SAN FRANCISCO (CN) – Three Wells Fargo affiliates cheated thousands of California investors by leaving them without access to more than $1.5 billion in auction-rate securities that were advertised as “safe and liquid as cash,” Attorney General Jerry Brown said.
The state on Thursday accused Wells Fargo Investments, Wells Fargo Brokerage Services and Wells Fargo Institutional Securities of giving their customers “false and deceptive” financial advice. In his Superior Court lawsuit, the attorney general said the companies left 2,400 California investors – some of them with serious medical problems – without access to their cash when they needed it most.
Auction-rate securities are investments with long term maturity dates that banks sell as short-term investments equivalent to cash, with a slightly better rate of return then a bank account.
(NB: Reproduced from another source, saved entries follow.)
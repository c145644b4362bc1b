use log::{debug, error, info, trace, warn};
use std::fmt;
use std::sync::{Arc, Mutex};
use tokio::runtime::Handle;
use tokio::task::JoinHandle;
use tokio::time::{Instant, MissedTickBehavior};
use uuid::Uuid;

use common::traits::{Notifiable, SessionPort, TimeSource, UploadPort};
use common::types::{Channel, RawEvent, Sample, Session, UploadReport};
use publisher::{LatestSamples, Publishable, PublisherError, PublisherManager};

use crate::buffer::SampleBuffer;
use crate::config::{PipelineConfig, StagingPolicy};
use crate::errors::PipelineError;
use crate::exporter::Exporter;
use crate::health::UploadHealth;
use crate::utils::lock;

#[derive(Debug, Clone, Copy)]
enum Announcement {
    Started,
    Finished,
}

impl fmt::Display for Announcement {
    fn fmt(&self, f: &mut fmt::Formatter<'_>) -> fmt::Result {
        match self {
            Announcement::Started => f.write_str("start"),
            Announcement::Finished => f.write_str("finish"),
        }
    }
}

/// Owns the sensing session and drives the periodic export of buffered samples.
///
/// Raw sensor events are stamped with the time elapsed since the first sample of
/// the session and appended to the per-channel buffers. Every tick each channel
/// is snapshotted, serialized and uploaded in its own task; only a confirmed
/// upload removes the exported samples, so failed batches are resent on the
/// next tick together with whatever arrived in between (at-least-once).
///
/// Lock order is tick gate, then session, then channel buffer. Raw events hold
/// the session lock across the append, so nothing is accepted once `stop()`
/// has returned. Ticks and `stop()` serialize on the tick gate and only take
/// the session lock to check that the session is still current, so a large
/// backlog being snapshotted never holds up the sensor thread.
pub struct PipelineScheduler<U, N>
where
    U: UploadPort + 'static,
    N: SessionPort + 'static,
{
    config: PipelineConfig,
    session: Arc<Mutex<Session>>,
    tick_gate: Arc<Mutex<()>>,
    exporter: Arc<Exporter<U>>,
    notifier: Arc<N>,
    clock: Arc<dyn TimeSource>,
    latest: LatestSamples,
    sample_publishers: PublisherManager<Sample, Channel>,
    tick_task: Mutex<Option<JoinHandle<()>>>,
    runtime: Handle,
}

impl<U, N> PipelineScheduler<U, N>
where
    U: UploadPort + 'static,
    N: SessionPort + 'static,
{
    /// Creates a stopped scheduler bound to the current tokio runtime.
    /// Returns a Config error if `config` is invalid and a Runtime error when
    /// called outside a runtime.
    pub fn new(
        config: PipelineConfig,
        uploader: Arc<U>,
        notifier: Arc<N>,
        clock: Arc<dyn TimeSource>,
    ) -> Result<Self, PipelineError> {
        let runtime = Handle::try_current().map_err(|e| PipelineError::Runtime(e.to_string()))?;
        Self::with_runtime(config, uploader, notifier, clock, runtime)
    }

    /// Creates a stopped scheduler that spawns its ticks and uploads on `runtime`.
    pub fn with_runtime(
        config: PipelineConfig,
        uploader: Arc<U>,
        notifier: Arc<N>,
        clock: Arc<dyn TimeSource>,
        runtime: Handle,
    ) -> Result<Self, PipelineError> {
        config.validate()?;
        let exporter = Exporter::new(
            &config,
            Arc::new(SampleBuffer::new()),
            uploader,
            runtime.clone(),
        );

        Ok(Self {
            config,
            session: Arc::new(Mutex::new(Session::new())),
            tick_gate: Arc::new(Mutex::new(())),
            exporter: Arc::new(exporter),
            notifier,
            clock,
            latest: LatestSamples::new(),
            sample_publishers: PublisherManager::new(&Channel::ALL),
            tick_task: Mutex::new(None),
            runtime,
        })
    }

    /// Begins a sensing session. Does nothing if one is already running.
    ///
    /// Returns a Staging error if the staging directory is unusable and the
    /// staging policy is `Refuse`; the scheduler then stays stopped.
    pub fn start(&self) -> Result<(), PipelineError> {
        if self.is_sensing() {
            debug!("Start requested while sensing, ignoring");
            return Ok(());
        }

        // Disk probing happens before the session lock is taken.
        self.prepare_staging()?;

        let mut session = lock(&self.session);
        if session.is_active() {
            debug!("Start requested while sensing, ignoring");
            return Ok(());
        }
        *session = session.started();
        self.arm_tick(session.epoch());
        drop(session);

        self.announce(Announcement::Started);
        info!(
            "Sensing started, exporting every {} ms",
            self.config.tick_interval_ms
        );
        Ok(())
    }

    /// Ends the sensing session. Does nothing if already stopped.
    ///
    /// Uploads in flight keep running and still clear what they exported. With
    /// `flush_on_stop`, a final batch of every channel is exported and the
    /// handles of those uploads are returned.
    pub fn stop(&self) -> Vec<JoinHandle<UploadReport>> {
        let gate = lock(&self.tick_gate);
        {
            let mut session = lock(&self.session);
            if !session.is_active() {
                debug!("Stop requested while stopped, ignoring");
                return Vec::new();
            }
            *session = session.stopped();
        }

        if let Some(tick_task) = lock(&self.tick_task).take() {
            tick_task.abort();
        }
        let flushed = if self.config.flush_on_stop {
            self.exporter.export_all()
        } else {
            Vec::new()
        };
        drop(gate);

        self.announce(Announcement::Finished);
        info!("Sensing stopped");
        flushed
    }

    pub fn on_raw_event(&self, channel: Channel, x: f64, y: f64, z: f64) {
        self.on_event(RawEvent::new(channel, x, y, z));
    }

    /// Stamps `event` and buffers it. Events received while stopped are dropped.
    ///
    /// Never blocks on I/O, so it can be called from the sensor callback thread.
    pub fn on_event(&self, event: RawEvent) {
        let mut session = lock(&self.session);
        // Read under the lock so stamps follow append order.
        let now = self.clock.now_millis();
        let (next, elapsed_ms) = session.observe(now);
        let Some(elapsed_ms) = elapsed_ms else {
            trace!("Dropping {} event, not sensing", event.channel);
            return;
        };
        *session = next;
        let sample = event.into_sample(elapsed_ms);
        self.exporter.buffer.append(sample);
        drop(session);

        self.latest.update(sample);
        self.sample_publishers
            .notify_listeners(sample.channel(), Arc::new(sample));
    }

    /// Runs one export round right away. Ignored while stopped.
    pub fn on_tick(&self) -> Vec<JoinHandle<UploadReport>> {
        let _gate = lock(&self.tick_gate);
        if !self.is_sensing() {
            debug!("Tick while stopped, ignoring");
            return Vec::new();
        }
        self.exporter.export_all()
    }

    pub fn is_sensing(&self) -> bool {
        lock(&self.session).is_active()
    }

    pub fn session(&self) -> Session {
        *lock(&self.session)
    }

    pub fn config(&self) -> &PipelineConfig {
        &self.config
    }

    /// Samples of `channel` waiting to be delivered.
    pub fn buffered(&self, channel: Channel) -> usize {
        self.exporter.buffer.len(channel)
    }

    pub fn latest_samples(&self) -> LatestSamples {
        self.latest.clone()
    }

    pub fn upload_health(&self, channel: Channel) -> UploadHealth {
        self.exporter.health.get(channel)
    }

    /// Subscribes `listener` to every sample buffered for `channel`.
    ///
    /// Listeners run on the sensor callback thread and must return quickly.
    pub fn register_sample_listener(
        &self,
        listener: &mut dyn Notifiable<Sample>,
        channel: Channel,
    ) -> Result<Uuid, PublisherError> {
        self.sample_publishers.add_listener(listener, &channel)
    }

    pub fn unregister_sample_listener(&self, id: Uuid) -> Result<(), PublisherError> {
        self.sample_publishers.remove_listener(id)
    }

    /// Subscribes `listener` to the outcome of every upload attempt.
    pub fn register_upload_listener(&self, listener: &mut dyn Notifiable<UploadReport>) -> Uuid {
        self.exporter.reports.register_listener(listener)
    }

    pub fn unregister_upload_listener(&self, id: Uuid) -> Result<(), PublisherError> {
        self.exporter.reports.unregister_listener(id)
    }

    fn prepare_staging(&self) -> Result<(), PipelineError> {
        match self.exporter.staging.prepare() {
            Ok(()) => {
                self.exporter
                    .set_staging_ready(self.exporter.staging.is_enabled());
                Ok(())
            }
            Err(e) => {
                self.exporter.set_staging_ready(false);
                match self.config.staging_policy {
                    StagingPolicy::Degrade => {
                        warn!("{}; continuing without staging files", e);
                        Ok(())
                    }
                    StagingPolicy::Refuse => {
                        error!("{}; refusing to start", e);
                        Err(e.into())
                    }
                }
            }
        }
    }

    fn arm_tick(&self, epoch: u64) {
        let period = self.config.tick_interval();
        let session = Arc::clone(&self.session);
        let tick_gate = Arc::clone(&self.tick_gate);
        let exporter = Arc::clone(&self.exporter);

        let tick_task = self.runtime.spawn(async move {
            let mut interval = tokio::time::interval_at(Instant::now() + period, period);
            interval.set_missed_tick_behavior(MissedTickBehavior::Skip);
            loop {
                interval.tick().await;
                let is_current = {
                    let _gate = lock(&tick_gate);
                    let is_current = lock(&session).is_current(epoch);
                    if is_current {
                        // Upload tasks are detached; their outcome reaches listeners and health.
                        let _ = exporter.export_all();
                    }
                    is_current
                };
                if !is_current {
                    debug!("Tick loop of session {} finished", epoch);
                    break;
                }
            }
        });

        if let Some(stale) = lock(&self.tick_task).replace(tick_task) {
            stale.abort();
        }
    }

    fn announce(&self, announcement: Announcement) {
        let notifier = Arc::clone(&self.notifier);
        self.runtime.spawn(async move {
            let outcome = match announcement {
                Announcement::Started => notifier.session_started().await,
                Announcement::Finished => notifier.session_finished().await,
            };
            match outcome {
                Ok(ack) => debug!("Session {} acknowledged ({})", announcement, ack.status),
                Err(e) => error!("Session {} notification failed: {}", announcement, e),
            }
        });
    }
}

impl<U, N> Drop for PipelineScheduler<U, N>
where
    U: UploadPort + 'static,
    N: SessionPort + 'static,
{
    fn drop(&mut self) {
        if let Some(tick_task) = lock(&self.tick_task).take() {
            tick_task.abort();
        }
    }
}
//! Module errors

use thiserror::Error;

/// Represents the different ways a transfer to the remote collector can fail.
#[derive(Debug, Clone, PartialEq, Eq, Error)]
pub enum UploadError {
    /// No response reached us: connection refused, DNS failure, timeout.
    #[error("network failure: {0}")]
    Network(String),

    /// A response was received with a non-2xx status.
    #[error("server rejected request with status {status_code}")]
    ServerRejected { status_code: u16 },

    /// Error indicating that there was an issue building the client.
    #[error("could not build http client: {0}")]
    ClientBuild(String),

    /// The batch could not be encoded, so no request was made.
    #[error("could not encode batch: {0}")]
    Encoding(String),
}

impl UploadError {
    /// Returns true if the failure is transient, so sending the same request again may succeed.
    pub fn is_retryable(&self) -> bool {
        matches!(
            self,
            UploadError::Network(_) | UploadError::ServerRejected { .. }
        )
    }
}

#[cfg(test)]
mod tests {
    use super::*;

    #[test]
    fn test_retryable_errors() {
        assert!(UploadError::Network("timeout".to_string()).is_retryable());
        assert!(UploadError::ServerRejected { status_code: 500 }.is_retryable());
        assert!(!UploadError::ClientBuild("tls".to_string()).is_retryable());
        assert!(!UploadError::Encoding("bad record".to_string()).is_retryable());
    }

    #[test]
    fn test_display() {
        let err = UploadError::ServerRejected { status_code: 503 };
        assert_eq!(err.to_string(), "server rejected request with status 503");
    }
}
In February 2008, these auctions froze nationwide, and investors were no longer able to redeem them for cash, as promised.
Almost 40% of Wells Fargo’s auction-rate securities were held by Californians, far more than any other state.
By August 2008, other financial institutions had shored up with investors by restoring the cash value of the securities. The three affiliates, however, have refused to do so, according to the complaint.
Wells Fargo allegedly refused to provide her own money to one woman who sold her house to pay medical bills for lung cancer treatment, and, at Wells Fargo’s suggestion, put the money into the securities.
The state demands that Wells Fargo restore the cash value of the securities, disgorge profits, and seeks civil penalties of up to $25,000 per violation.